She *knew* she was sleeping with two men, in close enough proximity of each other to be in question about the paternity of her child.

At the TIME she got pregnant, I promise you, her memory was NOT fuzzy. She cannot remember who she slept with 4-6 weeks (or less) ago? 

She had doubts. But she didn't convey those doubts to YOU. To you she was "certain" it was yours. No, she was never certain. That is a lie.

You know, you should contact the OM. For all you know, she might have told him, he freaked out, she didn't want to do this alone and YOU were called in.

In any case, he should know. 

If your wife has any character at all, and wants to take responsibility for her deception, she should tell this man she fathered a child with him. 

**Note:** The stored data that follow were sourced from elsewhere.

#[cfg(test)]
mod tests {
    use super::*;
    use crate::repository::DbContext;
    use chrono::TimeZone;
    use tempfile::tempdir;

    async fn setup_test_db() -> (DieselHistoryRepository, tempfile::TempDir) {
        let dir = tempdir().unwrap();
        let ctx = DbContext::new(&dir.path().join("test.db"));
        ctx.init_schema().await.unwrap();
        (ctx.history(), dir)
    }

    async fn netflix_id(repo: &DieselHistoryRepository) -> i32 {
        repo.find_platform("Netflix").await.unwrap().unwrap().id
    }

    fn jan(day: u32) -> DateTime<Utc> {
        Utc.with_ymd_and_hms(2025, 1, day, 0, 0, 0).unwrap()
    }

    #[tokio::test]
    async fn test_find_platform() {
        let (repo, _dir) = setup_test_db().await;

        let netflix = repo.find_platform("Netflix").await.unwrap().unwrap();
        assert_eq!(netflix.color, "#E50914");
        assert!(repo.find_platform("Quibi").await.unwrap().is_none());
    }

    #[tokio::test]
    async fn test_upsert_refreshes_duration() {
        let (repo, _dir) = setup_test_db().await;
        let id = netflix_id(&repo).await;

        let mut record = ActivityRecord::new(id, "Arrival", None, jan(5), 105);
        repo.upsert_record(&record).await.unwrap();
        record.duration_minutes = 116;
        repo.upsert_record(&record).await.unwrap();

        assert_eq!(repo.count_records(id).await.unwrap(), 1);
        let stored = repo.list_history(id, 10).await.unwrap();
        assert_eq!(stored[0].record.duration_minutes, 116);
    }

    #[tokio::test]
    async fn test_upsert_same_event_twice_keeps_one_row() {
        let (repo, _dir) = setup_test_db().await;
        let id = netflix_id(&repo).await;

        for _ in 0..2 {
            for day in 1..=3 {
                let record = ActivityRecord::new(id, "Dark", Some("S01E01".into()), jan(day), 40);
                repo.upsert_record(&record).await.unwrap();
            }
        }

        assert_eq!(repo.count_records(id).await.unwrap(), 3);
    }

    #[tokio::test]
    async fn test_record_exists_matches_episode_label() {
        let (repo, _dir) = setup_test_db().await;
        let id = netflix_id(&repo).await;

        let record = ActivityRecord::new(
            id,
            "Stranger Things",
            Some("Season 1: Chapter One".into()),
            jan(15),
            40,
        );
        repo.upsert_record(&record).await.unwrap();
        let movie = ActivityRecord::new(id, "Arrival", Some(String::new()), jan(16), 105);
        repo.upsert_record(&movie).await.unwrap();

        assert!(repo
            .record_exists(id, "Stranger Things", "Season 1: Chapter One", jan(15))
            .await
            .unwrap());
        assert!(!repo
            .record_exists(id, "Stranger Things", "Season 1: Chapter Two", jan(15))
            .await
            .unwrap());
        assert!(!repo
            .record_exists(id, "Stranger Things", "Season 1: Chapter One", jan(14))
            .await
            .unwrap());
        assert!(repo.record_exists(id, "Arrival", "", jan(16)).await.unwrap());
    }

    #[tokio::test]
    async fn test_same_day_episodes_share_one_event() {
        let (repo, _dir) = setup_test_db().await;
        let id = netflix_id(&repo).await;

        let episode = ActivityRecord::new(id, "Dark", Some("Season 1: Secrets".into()), jan(15), 40);
        repo.upsert_record(&episode).await.unwrap();
        let episode = ActivityRecord::new(id, "Dark", Some("Season 1: Lies".into()), jan(15), 40);
        repo.upsert_record(&episode).await.unwrap();

        assert_eq!(repo.count_records(id).await.unwrap(), 1);
        assert!(!repo
            .record_exists(id, "Dark", "Season 1: Secrets", jan(15))
            .await
            .unwrap());
        assert!(repo.event_exists(id, "Dark", jan(15)).await.unwrap());
        assert!(repo
            .already_stored(id, "Dark", "Season 1: Secrets", jan(15))
            .await
            .unwrap());
        assert!(!repo.already_stored(id, "Dark", "", jan(16)).await.unwrap());
    }

    #[tokio::test]
    async fn test_subsecond_timestamps_match() {
        let (repo, _dir) = setup_test_db().await;
        let id = netflix_id(&repo).await;

        let watched = jan(3) + chrono::Duration::milliseconds(400);
        repo.upsert_record(&ActivityRecord::new(id, "Arrival", None, watched, 105))
            .await
            .unwrap();

        assert!(repo.record_exists(id, "Arrival", "", jan(3)).await.unwrap());
    }

    #[tokio::test]
    async fn test_latest_runs_one_per_platform() {
        let (repo, _dir) = setup_test_db().await;
        let netflix = netflix_id(&repo).await;
        let amazon = repo.find_platform("Amazon Video").await.unwrap().unwrap().id;

        repo.append_run_outcome(&RunOutcome::failed(netflix, "Netflix", jan(1), "timeout"))
            .await
            .unwrap();
        repo.append_run_outcome(&RunOutcome::success(netflix, "Netflix", jan(2), 12))
            .await
            .unwrap();
        repo.append_run_outcome(&RunOutcome::failed(amazon, "Amazon Video", jan(1), "no cookies"))
            .await
            .unwrap();

        let latest = repo.latest_runs().await.unwrap();
        assert_eq!(latest.len(), 2);
        assert_eq!(latest[0].platform, "Netflix");
        assert!(latest[0].is_success());
        assert_eq!(latest[0].items_scraped, 12);
        assert_eq!(latest[1].platform, "Amazon Video");
        assert_eq!(latest[1].error_message.as_deref(), Some("no cookies"));
    }

    #[tokio::test]
    async fn test_platform_stats_window() {
        let (repo, _dir) = setup_test_db().await;
        let id = netflix_id(&repo).await;

        repo.upsert_record(&ActivityRecord::new(id, "Arrival", None, jan(5), 105))
            .await
            .unwrap();
        repo.upsert_record(&ActivityRecord::new(id, "Dark", Some("S01E01".into()), jan(6), 40))
            .await
            .unwrap();
        repo.upsert_record(&ActivityRecord::new(id, "Old", None, jan(1) - chrono::Duration::days(30), 90))
            .await
            .unwrap();

        let stats = repo.platform_stats(jan(1), jan(31)).await.unwrap();
        let netflix = stats.iter().find(|s| s.name == "Netflix").unwrap();
        assert_eq!(netflix.total_minutes, 145);
        assert_eq!(netflix.total_records, 2);
        assert_eq!(netflix.last_watched, Some(jan(6)));
        assert_eq!(stats[0].name, "Netflix");
    }

    #[tokio::test]
    async fn test_set_platform_enabled() {
        let (repo, _dir) = setup_test_db().await;

        assert!(repo.set_platform_enabled("Peacock", false).await.unwrap());
        assert!(!repo.find_platform("Peacock").await.unwrap().unwrap().enabled);
        assert!(!repo.set_platform_enabled("Quibi", false).await.unwrap());
    }
}
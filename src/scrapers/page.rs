//! Page accessor capability.
//!
//! Drivers talk to the browser only through these traits, so extraction and
//! pagination logic run unchanged against Chromium or a canned page.

use std::time::Duration;

use async_trait::async_trait;
use chrono::{DateTime, Utc};

use super::error::PageError;

/// A cookie to install in a browsing context.
#[derive(Debug, Clone, PartialEq, Eq)]
pub struct CookieSpec {
    pub name: String,
    pub value: String,
    pub domain: String,
    pub path: String,
    pub secure: bool,
    pub http_only: bool,
    pub expires: Option<DateTime<Utc>>,
}

/// Narrow view of one open browser page.
#[async_trait]
pub trait PageAccessor: Send + Sync {
    /// Load a URL and wait for the navigation to finish.
    async fn navigate(&self, url: &str) -> Result<(), PageError>;

    /// Wait until at least one element matches `selector`.
    async fn wait_for(&self, selector: &str, timeout: Duration) -> Result<(), PageError>;

    /// Number of elements matching `selector`.
    async fn count(&self, selector: &str) -> Result<usize, PageError>;

    /// Text content of the first element matching `selector`.
    async fn text(&self, selector: &str) -> Result<Option<String>, PageError>;

    /// Attribute of the first element matching `selector`.
    async fn attribute(&self, selector: &str, name: &str) -> Result<Option<String>, PageError>;

    async fn click(&self, selector: &str) -> Result<(), PageError>;

    async fn scroll_to_bottom(&self) -> Result<(), PageError>;

    /// Snapshot of the rendered document as HTML.
    async fn content(&self) -> Result<String, PageError>;

    async fn set_cookie(&self, cookie: &CookieSpec) -> Result<(), PageError>;

    /// Tear the session down. Dropping the page does the same, forcibly.
    async fn close(&self);
}

/// Opens a fresh, isolated browsing session per run.
#[async_trait]
pub trait SessionLauncher: Send + Sync {
    async fn launch(&self) -> Result<Box<dyn PageAccessor>, PageError>;
}
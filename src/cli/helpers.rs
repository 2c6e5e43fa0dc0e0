//! Shared helpers for CLI commands.

use std::time::Duration;

use indicatif::{ProgressBar, ProgressStyle};

use crate::config::Settings;
use crate::repository::DbContext;

/// Open the database, creating the schema and seeding platforms if needed.
pub async fn open_store(settings: &Settings) -> anyhow::Result<DbContext> {
    settings.ensure_directories()?;
    let ctx = settings.create_db_context();
    ctx.init_schema().await?;
    Ok(ctx)
}

/// Render minutes as "3h 20m".
pub fn format_minutes(minutes: i64) -> String {
    let (hours, mins) = (minutes / 60, minutes % 60);
    if hours > 0 {
        format!("{}h {:02}m", hours, mins)
    } else {
        format!("{}m", mins)
    }
}

/// A ticking spinner with a message.
pub fn spinner(message: String) -> ProgressBar {
    let pb = ProgressBar::new_spinner();
    if let Ok(style) = ProgressStyle::default_spinner().template("{spinner:.green} {msg}") {
        pb.set_style(style);
    }
    pb.set_message(message);
    pb.enable_steady_tick(Duration::from_millis(100));
    pb
}

#[cfg(test)]
mod tests {
    use super::*;

    #[test]
    fn test_format_minutes() {
        assert_eq!(format_minutes(0), "0m");
        assert_eq!(format_minutes(45), "45m");
        assert_eq!(format_minutes(200), "3h 20m");
        assert_eq!(format_minutes(605), "10h 05m");
    }
}
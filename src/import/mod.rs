//! Static-export ingestion: CSV import with metadata enrichment.

pub mod importer;
pub mod metadata;

pub use importer::{CsvImporter, ImportError, ImportResult, MAX_ERROR_MESSAGES};
pub use metadata::{ContentInfo, MediaType, MetadataError, MetadataLookup, TmdbClient};
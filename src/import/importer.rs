//! CSV watch-history import.
//!
//! Reads a header row, then `(title, date)` rows such as Netflix's viewing
//! activity export. Per-row problems are counted and described in the
//! result; only unreadable input is an error.

use std::io::Read;
use std::path::Path;
use std::sync::Arc;

use chrono::NaiveTime;
use serde::Serialize;
use thiserror::Error;
use tracing::{debug, info, warn};

use super::metadata::{ContentInfo, MediaType, MetadataLookup};
use crate::models::{ActivityRecord, PlatformIdentity};
use crate::repository::{DieselError, HistoryStore};
use crate::scrapers::normalize::{estimate_duration, split_title, to_timestamp, DateNormalizer};
use crate::scrapers::ItemError;

/// Error messages kept in an [`ImportResult`].
pub const MAX_ERROR_MESSAGES: usize = 100;

/// Counts for one import.
#[derive(Debug, Clone, Default, PartialEq, Eq, Serialize)]
pub struct ImportResult {
    /// Data rows read, including short and failed ones.
    pub total: usize,
    pub imported: usize,
    /// Short rows and rows already in the store.
    pub skipped: usize,
    pub errors: usize,
    /// Up to [`MAX_ERROR_MESSAGES`] human-readable descriptions.
    pub error_messages: Vec<String>,
}

impl ImportResult {
    fn record_error(&mut self, message: String) {
        warn!("{}", message);
        self.errors += 1;
        if self.error_messages.len() < MAX_ERROR_MESSAGES {
            self.error_messages.push(message);
        }
    }
}

/// Input that could not be imported at all.
#[derive(Debug, Error)]
pub enum ImportError {
    #[error("Failed to open import file: {0}")]
    Io(#[from] std::io::Error),

    #[error("Failed to read CSV header: {0}")]
    Csv(#[from] csv::Error),

    #[error("Invalid CSV format: expected at least 2 columns, got {0}")]
    MalformedHeader(usize),

    #[error("Database error: {0}")]
    Store(#[from] DieselError),
}

enum RowOutcome {
    Imported,
    Skipped,
}

/// Imports rows into one platform's history.
pub struct CsvImporter {
    store: Arc<dyn HistoryStore>,
    metadata: Option<Arc<dyn MetadataLookup>>,
    platform: PlatformIdentity,
    normalizer: DateNormalizer,
}

impl CsvImporter {
    pub fn new(
        store: Arc<dyn HistoryStore>,
        metadata: Option<Arc<dyn MetadataLookup>>,
        platform: PlatformIdentity,
    ) -> Self {
        Self {
            store,
            metadata,
            platform,
            normalizer: DateNormalizer::default(),
        }
    }

    pub fn with_normalizer(mut self, normalizer: DateNormalizer) -> Self {
        self.normalizer = normalizer;
        self
    }

    pub async fn import_path(&self, path: &Path) -> Result<ImportResult, ImportError> {
        let file = std::fs::File::open(path)?;
        self.import_reader(file).await
    }

    pub async fn import_reader<R: Read + Send>(&self, input: R) -> Result<ImportResult, ImportError> {
        let mut reader = csv::ReaderBuilder::new()
            .has_headers(true)
            .flexible(true)
            .from_reader(input);

        let header = reader.headers()?.clone();
        if header.len() < 2 {
            return Err(ImportError::MalformedHeader(header.len()));
        }
        debug!("CSV header: {:?}", header);

        let mut result = ImportResult::default();
        for row in reader.records() {
            let row = match row {
                Ok(row) => row,
                Err(e) => {
                    result.record_error(format!("CSV read error: {}", e));
                    continue;
                }
            };

            result.total += 1;
            if row.len() < 2 {
                debug!("Skipping row with {} field(s)", row.len());
                result.skipped += 1;
                continue;
            }

            let title = row[0].trim();
            let date = row[1].trim();
            match self.import_row(title, date).await {
                Ok(RowOutcome::Imported) => result.imported += 1,
                Ok(RowOutcome::Skipped) => result.skipped += 1,
                Err(e) => result.record_error(format!("Error processing '{}': {}", title, e)),
            }
        }

        info!(
            "Import complete: total={}, imported={}, skipped={}, errors={}",
            result.total, result.imported, result.skipped, result.errors
        );
        Ok(result)
    }

    async fn import_row(&self, raw_title: &str, date: &str) -> Result<RowOutcome, String> {
        let watched_at = self
            .normalizer
            .parse_date(date)
            .map(|d| to_timestamp(d.and_time(NaiveTime::MIN)))
            .map_err(|e| format!("failed to parse date '{}': {}", date, e))?;

        let (title, episode) = split_title(raw_title);
        let episode_label = episode.as_deref().unwrap_or_default();

        let exists = self
            .store
            .already_stored(self.platform.id, &title, episode_label, watched_at)
            .await
            .map_err(|e| format!("failed to check for existing entry: {}", e))?;
        if exists {
            debug!("Already imported: {} at {}", title, watched_at.date_naive());
            return Ok(RowOutcome::Skipped);
        }

        let info = self.enrich(&title, episode.as_deref()).await;
        let record = ActivityRecord::new(
            self.platform.id,
            title,
            episode,
            watched_at,
            info.duration_minutes,
        );
        self.store
            .upsert_record(&record)
            .await
            .map_err(|e| format!("failed to store entry: {}", e))?;
        Ok(RowOutcome::Imported)
    }

    /// Metadata lookup with the catalogue heuristic as fallback.
    async fn enrich(&self, title: &str, episode: Option<&str>) -> ContentInfo {
        let fallback = || ContentInfo {
            title: title.to_string(),
            duration_minutes: estimate_duration(episode),
            media_type: MediaType::Unknown,
        };

        let Some(metadata) = &self.metadata else {
            return fallback();
        };
        match metadata.lookup(title).await {
            Ok(info) => info,
            Err(e) => {
                warn!(
                    "{}; using default duration",
                    ItemError::Enrichment(format!("'{}': {}", title, e))
                );
                fallback()
            }
        }
    }
}
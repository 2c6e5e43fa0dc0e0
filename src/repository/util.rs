//! Repository utilities.

use chrono::{DateTime, SecondsFormat, Utc};
use diesel::result::DatabaseErrorInformation;

/// Simple error info wrapper for database errors.
#[derive(Debug)]
pub struct DbErrorInfo(pub String);

impl DatabaseErrorInformation for DbErrorInfo {
    fn message(&self) -> &str {
        &self.0
    }
    fn details(&self) -> Option<&str> {
        None
    }
    fn hint(&self) -> Option<&str> {
        None
    }
    fn table_name(&self) -> Option<&str> {
        None
    }
    fn column_name(&self) -> Option<&str> {
        None
    }
    fn constraint_name(&self) -> Option<&str> {
        None
    }
    fn statement_position(&self) -> Option<i32> {
        None
    }
}

/// Convert any displayable error to a diesel error with proper message.
pub fn to_diesel_error(e: impl std::fmt::Display) -> diesel::result::Error {
    diesel::result::Error::DatabaseError(
        diesel::result::DatabaseErrorKind::Unknown,
        Box::new(DbErrorInfo(e.to_string())),
    )
}

/// Format a timestamp the way it is stored.
///
/// Whole seconds in UTC with a `Z` suffix, so that equality filters on
/// `watched_at` match regardless of how the value was produced and text
/// ordering equals time ordering.
pub fn format_datetime(dt: &DateTime<Utc>) -> String {
    dt.to_rfc3339_opts(SecondsFormat::Secs, true)
}

/// Parse a datetime string from the database, defaulting to Unix epoch on error.
pub fn parse_datetime(s: &str) -> DateTime<Utc> {
    DateTime::parse_from_rfc3339(s)
        .map(|dt| dt.with_timezone(&Utc))
        .unwrap_or(DateTime::UNIX_EPOCH)
}

/// Parse an optional datetime string from the database.
pub fn parse_datetime_opt(s: Option<String>) -> Option<DateTime<Utc>> {
    s.and_then(|s| {
        DateTime::parse_from_rfc3339(&s)
            .map(|dt| dt.with_timezone(&Utc))
            .ok()
    })
}

#[cfg(test)]
mod tests {
    use super::*;
    use chrono::TimeZone;

    #[test]
    fn test_format_drops_subseconds() {
        let dt = Utc.with_ymd_and_hms(2025, 1, 15, 18, 30, 5).unwrap()
            + chrono::Duration::milliseconds(250);
        assert_eq!(format_datetime(&dt), "2025-01-15T18:30:05Z");
    }

    #[test]
    fn test_parse_datetime_falls_back_to_epoch() {
        assert_eq!(parse_datetime("garbage"), DateTime::UNIX_EPOCH);
        let dt = Utc.with_ymd_and_hms(2025, 1, 15, 0, 0, 0).unwrap();
        assert_eq!(parse_datetime(&format_datetime(&dt)), dt);
        assert_eq!(parse_datetime_opt(None), None);
    }
}
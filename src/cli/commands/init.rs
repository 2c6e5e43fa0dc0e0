//! Initialize command.

use console::style;

use crate::cli::helpers::open_store;
use crate::config::{Config, Settings};
use crate::repository::HistoryStore;
use crate::scrapers::DRIVER_PLATFORMS;

/// Create the database, seed platforms and report driver readiness.
pub async fn cmd_init(settings: &Settings, config: &Config) -> anyhow::Result<()> {
    let ctx = open_store(settings).await?;
    let platforms = ctx.history().list_platforms().await?;

    println!(
        "{} Initialized streamtally in {}",
        style("✓").green(),
        settings.data_dir.display()
    );
    println!("  {} platforms known", platforms.len());

    for (key, name) in DRIVER_PLATFORMS {
        match config.platform(key) {
            Some(p) if p.enabled && !p.cookies.is_empty() => {
                println!("  {} {} ready ({} cookies)", style("✓").green(), name, p.cookies.len())
            }
            Some(p) if p.enabled => println!(
                "  {} {} enabled but has no cookies under platforms.{}.cookies",
                style("!").yellow(),
                name,
                key
            ),
            _ => println!("  {} {} not enabled", style("-").dim(), name),
        }
    }

    Ok(())
}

Look, I know how horrific it is to think your life is one thing, and you're on one track in life, and then discover that it is NOT that thing, and you have no idea what happens next. You sound like a very driven, ambitious, in control guy who has good values. I'm sure you're in shock. In GRIEF. 

There are stages of grief and one of those stage is bargaining. (Okay, maybe I can have just....this... maybe I can salvage THIS bit...) 

Another stage is anger. You're going to go through this stages and not feel in your right mind. I know we're not there living this with you, but other people have perspective you lack, because you're in shock and dealing with grief. 

I would confide in someone close to you what is going on. I think you need IRL support and comfort.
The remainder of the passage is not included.